Although nitrogen is the main substrate for cell growth and protein biosynthesis, nitrogen in a culture medium influences polysaccharide production by microorganisms. An excess of it may inhibit EPS production [44]. Sengupta et al. suggested that production optimization should rather be based on the C/N ratio of the medium [44]. Indeed, nitrogen limitation results in microbial growth limitation, and the carbon is more available for EPS synthesis [21]. In the case of Yangia sp., which produces both EPS and PHA, a slightly higher EPS yield was obtained with 20 g L⁻¹ glucose using 2 g L⁻¹ ammonium chloride as the nitrogen source (C/N of 10–16) instead of yeast extract (C/N of 30–35). This latter is more favorable to PHA production [32]. In Haloferax mediterranei, C/N ratios of 35 and 5 have been reported to increase PHA and EPS yields, respectively [45].

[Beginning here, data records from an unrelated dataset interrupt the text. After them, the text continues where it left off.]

//! Detail page handlers
//!
//! A slug that matches no document renders the page's failure state with
//! a "não encontrado" message and a 404 status.

use axum::{
    extract::{Path, State},
    http::StatusCode,
    response::Response,
};

use super::middleware::{AppState, PageError, Visitor};
use super::shell::{self, Page};
use super::views::{PastorView, WritingView};
use crate::models::Writing;
use crate::services::Loadable;

pub const ARTICLE_FAILED: &str = "Falha ao carregar o artigo.";
pub const ARTICLE_NOT_FOUND: &str = "Artigo não encontrado";
pub const SERMON_FAILED: &str = "Falha ao carregar o sermão.";
pub const SERMON_NOT_FOUND: &str = "Sermão não encontrado";
pub const PASTOR_FAILED: &str = "Falha ao carregar os dados do pastor.";
pub const PASTOR_NOT_FOUND: &str = "Pastor não encontrado";

/// Status for a detail state: 404 when the document does not exist
fn status_of<T>(state: &Loadable<Option<T>>) -> StatusCode {
    match state {
        Loadable::Success(None) => StatusCode::NOT_FOUND,
        _ => StatusCode::OK,
    }
}

fn found<T>(state: Loadable<Option<T>>, not_found: &str) -> Loadable<T> {
    state.and_then(|document| document.ok_or_else(|| not_found.to_string()))
}

pub async fn article(
    State(state): State<AppState>,
    Path(slug): Path<String>,
    visitor: Visitor,
) -> Result<Response, PageError> {
    let page = async {
        let article = shell::load(&state, ARTICLE_FAILED, |content| async move {
            content.article(&slug).await
        })
        .await;
        writing_page(&state, article, ARTICLE_NOT_FOUND)
    };
    shell::render(&state, &visitor, page).await
}

pub async fn sermon(
    State(state): State<AppState>,
    Path(slug): Path<String>,
    visitor: Visitor,
) -> Result<Response, PageError> {
    let page = async {
        let sermon = shell::load(&state, SERMON_FAILED, |content| async move {
            content.sermon(&slug).await
        })
        .await;
        writing_page(&state, sermon, SERMON_NOT_FOUND)
    };
    shell::render(&state, &visitor, page).await
}

fn writing_page(state: &AppState, writing: Loadable<Option<Writing>>, not_found: &str) -> Page {
    let status = status_of(&writing);
    let writing = found(writing, not_found).map(|w| WritingView::detail(w, &state.rich_text));

    Page::new("artigo.html")
        .with_loadable("writing", &writing)
        .with_status(status)
}

pub async fn pastor(
    State(state): State<AppState>,
    Path(slug): Path<String>,
    visitor: Visitor,
) -> Result<Response, PageError> {
    let page = async {
        let pastor = shell::load(&state, PASTOR_FAILED, |content| async move {
            content.pastor(&slug).await
        })
        .await;

        let status = status_of(&pastor);
        let pastor = found(pastor, PASTOR_NOT_FOUND).map(|p| PastorView::detail(p, &state.rich_text));

        Page::new("pastor.html")
            .with_loadable("pastor", &pastor)
            .with_status(status)
    };
    shell::render(&state, &visitor, page).await
}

Other strategies could be envisaged to optimize diabolican production. A better knowledge of the metabolic pathways upon the cultivation of V. diabolicus with carbon in excess might be required to avoid channelizing the carbon substrate into multiple by-products such as acetic acid, which was identified in some Vibrio sp. [34,46]. In addition, since bacterial growth and EPS production are competing pathways in the bacterial strain, decoupling the biomass accumulation and the EPS production could be crucial for guaranteeing satisfactory yields in industrial processes [47]. Since cell membrane synthesis upon cell growth and EPS production are competitive in sharing UDP-nucleotide sugar precursors, changing UDP-sugars balance either by in-cell overexpression of the biosynthesis enzymes or by exogenous addition of sugars could mitigate the final EPS MW [22].

Enhanced EPS production yield with specific structural features could also be achieved by genome engineering. EPS biosynthesis is determined by genetics, which may undergo tight regulation [44,48,49]. However, although genomic sequencing of marine bacteria can allow the identification of the gene cluster involved in EPS biosynthesis, genome engineering to improve marine EPS production still need intense research.